[Listed entries Boundary: Start]

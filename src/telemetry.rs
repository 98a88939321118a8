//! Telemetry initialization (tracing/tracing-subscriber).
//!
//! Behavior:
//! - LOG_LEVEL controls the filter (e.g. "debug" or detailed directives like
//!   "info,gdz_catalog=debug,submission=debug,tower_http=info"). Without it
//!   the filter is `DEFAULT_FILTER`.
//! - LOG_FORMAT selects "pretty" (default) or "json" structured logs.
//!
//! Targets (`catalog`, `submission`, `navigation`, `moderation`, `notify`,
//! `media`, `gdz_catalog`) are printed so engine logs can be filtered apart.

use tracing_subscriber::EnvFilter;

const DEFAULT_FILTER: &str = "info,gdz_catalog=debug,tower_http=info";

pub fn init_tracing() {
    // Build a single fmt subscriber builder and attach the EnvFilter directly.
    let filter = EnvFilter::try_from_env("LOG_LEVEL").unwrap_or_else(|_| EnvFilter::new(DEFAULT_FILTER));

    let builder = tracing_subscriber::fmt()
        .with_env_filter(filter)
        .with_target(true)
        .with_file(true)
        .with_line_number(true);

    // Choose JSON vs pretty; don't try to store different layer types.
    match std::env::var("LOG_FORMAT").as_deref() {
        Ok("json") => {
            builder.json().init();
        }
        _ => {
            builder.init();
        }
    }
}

[Listed entries Boundary: End]

**Work instruction**
The response must consist solely of the lines from the top of the records through the line holding "use tracing_subscriber::EnvFilter;", copied word for word.

**Response box**
filename src/telemetry.rs
repository 98a88939321118a8
//! Telemetry initialization (tracing/tracing-subscriber).
//!
//! Behavior:
//! - LOG_LEVEL controls the filter (e.g. "debug" or detailed directives like
//!   "info,gdz_catalog=debug,submission=debug,tower_http=info"). Without it
//!   the filter is `DEFAULT_FILTER`.
//! - LOG_FORMAT selects "pretty" (default) or "json" structured logs.
//!
//! Targets (`catalog`, `submission`, `navigation`, `moderation`, `notify`,
//! `media`, `gdz_catalog`) are printed so engine logs can be filtered apart.

use tracing_subscriber::EnvFilter;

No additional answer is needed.